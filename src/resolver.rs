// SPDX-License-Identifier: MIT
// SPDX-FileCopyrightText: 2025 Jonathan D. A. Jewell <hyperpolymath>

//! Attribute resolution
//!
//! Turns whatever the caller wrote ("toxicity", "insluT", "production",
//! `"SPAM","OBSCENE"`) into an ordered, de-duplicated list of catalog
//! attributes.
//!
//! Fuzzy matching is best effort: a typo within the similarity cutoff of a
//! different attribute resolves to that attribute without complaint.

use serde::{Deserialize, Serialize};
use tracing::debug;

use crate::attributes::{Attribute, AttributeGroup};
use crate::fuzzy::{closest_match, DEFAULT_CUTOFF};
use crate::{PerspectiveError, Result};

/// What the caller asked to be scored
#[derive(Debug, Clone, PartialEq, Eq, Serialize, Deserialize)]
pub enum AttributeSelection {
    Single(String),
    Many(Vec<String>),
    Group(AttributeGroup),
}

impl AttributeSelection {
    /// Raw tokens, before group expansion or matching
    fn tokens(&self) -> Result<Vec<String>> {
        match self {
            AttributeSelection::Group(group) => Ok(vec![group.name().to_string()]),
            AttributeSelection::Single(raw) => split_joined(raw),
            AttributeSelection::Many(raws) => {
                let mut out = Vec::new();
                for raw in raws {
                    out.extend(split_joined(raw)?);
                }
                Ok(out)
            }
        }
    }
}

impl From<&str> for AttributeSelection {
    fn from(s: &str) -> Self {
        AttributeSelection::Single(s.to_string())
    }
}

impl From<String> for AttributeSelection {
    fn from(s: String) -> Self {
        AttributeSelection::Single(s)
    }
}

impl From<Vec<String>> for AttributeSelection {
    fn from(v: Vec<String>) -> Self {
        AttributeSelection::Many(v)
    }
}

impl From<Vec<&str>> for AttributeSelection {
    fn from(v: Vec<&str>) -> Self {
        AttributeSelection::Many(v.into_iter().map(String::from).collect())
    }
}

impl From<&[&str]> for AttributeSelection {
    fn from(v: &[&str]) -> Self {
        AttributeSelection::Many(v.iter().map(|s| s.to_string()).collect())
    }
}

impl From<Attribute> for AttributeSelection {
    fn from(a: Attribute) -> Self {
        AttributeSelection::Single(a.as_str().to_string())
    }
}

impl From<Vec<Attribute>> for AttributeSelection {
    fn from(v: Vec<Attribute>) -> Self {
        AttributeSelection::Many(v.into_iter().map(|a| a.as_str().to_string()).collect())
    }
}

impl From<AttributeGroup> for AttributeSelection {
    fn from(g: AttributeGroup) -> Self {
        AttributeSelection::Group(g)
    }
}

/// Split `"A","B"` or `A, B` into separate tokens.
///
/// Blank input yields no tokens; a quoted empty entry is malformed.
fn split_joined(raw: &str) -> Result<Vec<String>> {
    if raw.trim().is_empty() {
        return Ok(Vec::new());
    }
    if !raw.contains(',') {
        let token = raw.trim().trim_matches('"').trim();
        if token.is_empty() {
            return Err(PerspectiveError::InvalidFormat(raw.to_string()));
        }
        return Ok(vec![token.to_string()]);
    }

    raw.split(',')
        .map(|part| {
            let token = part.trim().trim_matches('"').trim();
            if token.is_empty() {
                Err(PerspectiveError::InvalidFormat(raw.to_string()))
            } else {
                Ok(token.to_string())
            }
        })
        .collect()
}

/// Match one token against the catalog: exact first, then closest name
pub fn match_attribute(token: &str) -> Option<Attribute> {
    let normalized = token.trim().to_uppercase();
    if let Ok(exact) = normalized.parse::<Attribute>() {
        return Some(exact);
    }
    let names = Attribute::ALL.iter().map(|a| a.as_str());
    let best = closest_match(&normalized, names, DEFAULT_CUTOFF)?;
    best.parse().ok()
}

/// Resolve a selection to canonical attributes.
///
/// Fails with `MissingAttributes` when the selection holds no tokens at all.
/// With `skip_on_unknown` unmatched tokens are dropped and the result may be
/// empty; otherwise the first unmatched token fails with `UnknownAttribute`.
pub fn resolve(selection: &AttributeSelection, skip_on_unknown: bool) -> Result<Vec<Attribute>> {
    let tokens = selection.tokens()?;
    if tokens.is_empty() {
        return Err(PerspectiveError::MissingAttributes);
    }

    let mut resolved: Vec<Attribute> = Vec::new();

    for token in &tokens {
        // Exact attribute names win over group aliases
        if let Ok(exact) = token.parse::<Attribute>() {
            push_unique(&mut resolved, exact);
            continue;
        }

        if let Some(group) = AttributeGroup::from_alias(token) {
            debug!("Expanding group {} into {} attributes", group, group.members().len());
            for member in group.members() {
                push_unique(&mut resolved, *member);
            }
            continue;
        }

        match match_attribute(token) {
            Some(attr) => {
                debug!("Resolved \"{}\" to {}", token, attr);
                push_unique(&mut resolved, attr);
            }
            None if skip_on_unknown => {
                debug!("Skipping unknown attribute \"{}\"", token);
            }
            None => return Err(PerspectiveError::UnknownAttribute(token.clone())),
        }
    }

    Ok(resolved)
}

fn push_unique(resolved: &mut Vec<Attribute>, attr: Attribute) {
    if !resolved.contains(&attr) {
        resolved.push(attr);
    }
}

◆ ◆ ◆ ◆

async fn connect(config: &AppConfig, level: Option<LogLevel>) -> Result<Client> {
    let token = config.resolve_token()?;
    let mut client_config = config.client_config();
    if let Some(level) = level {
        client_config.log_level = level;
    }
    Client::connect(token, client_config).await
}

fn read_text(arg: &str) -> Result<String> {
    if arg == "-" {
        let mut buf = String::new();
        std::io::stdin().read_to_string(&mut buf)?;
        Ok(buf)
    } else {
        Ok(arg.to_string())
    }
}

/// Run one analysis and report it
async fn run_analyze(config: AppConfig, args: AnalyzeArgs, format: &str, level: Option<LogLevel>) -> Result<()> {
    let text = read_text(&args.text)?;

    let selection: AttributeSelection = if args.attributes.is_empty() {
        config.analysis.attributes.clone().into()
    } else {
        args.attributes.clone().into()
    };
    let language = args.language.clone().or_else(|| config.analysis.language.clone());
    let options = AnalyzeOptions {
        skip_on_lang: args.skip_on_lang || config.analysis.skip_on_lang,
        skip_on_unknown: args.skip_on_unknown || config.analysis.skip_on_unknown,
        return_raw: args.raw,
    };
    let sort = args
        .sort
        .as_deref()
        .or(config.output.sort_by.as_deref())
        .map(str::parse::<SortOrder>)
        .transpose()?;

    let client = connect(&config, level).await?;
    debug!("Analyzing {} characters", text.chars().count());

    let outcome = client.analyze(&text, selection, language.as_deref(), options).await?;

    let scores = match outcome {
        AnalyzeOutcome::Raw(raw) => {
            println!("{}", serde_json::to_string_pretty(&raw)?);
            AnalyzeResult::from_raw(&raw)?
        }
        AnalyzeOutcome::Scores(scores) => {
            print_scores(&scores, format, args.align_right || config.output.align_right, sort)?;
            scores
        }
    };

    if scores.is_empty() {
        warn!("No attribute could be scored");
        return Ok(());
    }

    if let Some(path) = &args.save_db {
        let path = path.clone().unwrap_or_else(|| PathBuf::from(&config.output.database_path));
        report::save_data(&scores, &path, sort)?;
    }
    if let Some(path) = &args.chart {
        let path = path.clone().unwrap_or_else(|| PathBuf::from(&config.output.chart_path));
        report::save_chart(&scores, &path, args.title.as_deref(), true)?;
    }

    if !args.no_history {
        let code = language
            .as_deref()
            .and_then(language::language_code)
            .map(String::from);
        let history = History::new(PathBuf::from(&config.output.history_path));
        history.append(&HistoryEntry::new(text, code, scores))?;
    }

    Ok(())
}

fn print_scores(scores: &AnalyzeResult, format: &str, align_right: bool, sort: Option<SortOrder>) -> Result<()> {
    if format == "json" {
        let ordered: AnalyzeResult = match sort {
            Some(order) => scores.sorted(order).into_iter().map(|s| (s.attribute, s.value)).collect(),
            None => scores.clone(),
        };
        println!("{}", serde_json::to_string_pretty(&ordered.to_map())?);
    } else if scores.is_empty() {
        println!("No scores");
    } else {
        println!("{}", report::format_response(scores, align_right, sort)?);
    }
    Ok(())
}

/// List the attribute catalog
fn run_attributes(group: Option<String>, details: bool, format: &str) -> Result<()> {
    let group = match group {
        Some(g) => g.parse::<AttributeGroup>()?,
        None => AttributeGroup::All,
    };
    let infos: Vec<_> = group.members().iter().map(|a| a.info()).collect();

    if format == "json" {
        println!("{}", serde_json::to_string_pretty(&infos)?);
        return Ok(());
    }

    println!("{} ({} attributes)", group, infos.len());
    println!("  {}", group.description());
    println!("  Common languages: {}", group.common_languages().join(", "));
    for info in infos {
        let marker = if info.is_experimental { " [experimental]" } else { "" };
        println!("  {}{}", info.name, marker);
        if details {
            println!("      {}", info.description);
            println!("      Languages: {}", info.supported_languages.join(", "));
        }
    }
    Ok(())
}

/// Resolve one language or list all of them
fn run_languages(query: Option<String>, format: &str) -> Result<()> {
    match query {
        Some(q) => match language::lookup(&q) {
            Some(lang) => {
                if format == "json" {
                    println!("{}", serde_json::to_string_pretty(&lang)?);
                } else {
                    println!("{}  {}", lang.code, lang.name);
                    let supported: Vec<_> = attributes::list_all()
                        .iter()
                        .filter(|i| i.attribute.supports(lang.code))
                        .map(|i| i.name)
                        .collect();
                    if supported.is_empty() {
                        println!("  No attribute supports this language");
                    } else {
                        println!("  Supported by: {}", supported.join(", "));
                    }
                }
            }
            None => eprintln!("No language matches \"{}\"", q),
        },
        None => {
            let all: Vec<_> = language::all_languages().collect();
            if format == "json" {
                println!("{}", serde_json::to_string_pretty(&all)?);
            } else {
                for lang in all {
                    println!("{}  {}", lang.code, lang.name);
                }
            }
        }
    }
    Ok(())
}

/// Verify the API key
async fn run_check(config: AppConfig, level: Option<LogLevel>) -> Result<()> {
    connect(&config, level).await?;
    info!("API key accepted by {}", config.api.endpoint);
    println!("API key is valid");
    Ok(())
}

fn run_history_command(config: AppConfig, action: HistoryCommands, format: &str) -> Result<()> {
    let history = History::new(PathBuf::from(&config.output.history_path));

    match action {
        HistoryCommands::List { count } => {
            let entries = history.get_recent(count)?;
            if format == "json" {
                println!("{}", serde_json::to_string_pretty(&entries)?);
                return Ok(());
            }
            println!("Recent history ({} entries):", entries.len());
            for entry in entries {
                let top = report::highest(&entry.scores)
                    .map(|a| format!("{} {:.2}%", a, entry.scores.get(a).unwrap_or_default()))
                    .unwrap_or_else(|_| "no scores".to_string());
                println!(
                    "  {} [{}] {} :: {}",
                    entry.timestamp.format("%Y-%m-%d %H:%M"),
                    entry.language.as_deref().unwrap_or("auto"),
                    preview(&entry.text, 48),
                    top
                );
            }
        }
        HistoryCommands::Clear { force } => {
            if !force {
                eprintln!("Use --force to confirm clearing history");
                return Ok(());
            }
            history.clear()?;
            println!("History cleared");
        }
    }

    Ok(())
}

◆ ◆ ◆ ◆

> _WHAT TO DO_: From the entries, report every line in which the string "Many" occurs.

> _ANSWER TO THE PROBLEM_:
    Many(Vec<String>),
            AttributeSelection::Many(raws) => {
        AttributeSelection::Many(v)
        AttributeSelection::Many(v.into_iter().map(String::from).collect())
        AttributeSelection::Many(v.iter().map(|s| s.to_string()).collect())
        AttributeSelection::Many(v.into_iter().map(|a| a.as_str().to_string()).collect())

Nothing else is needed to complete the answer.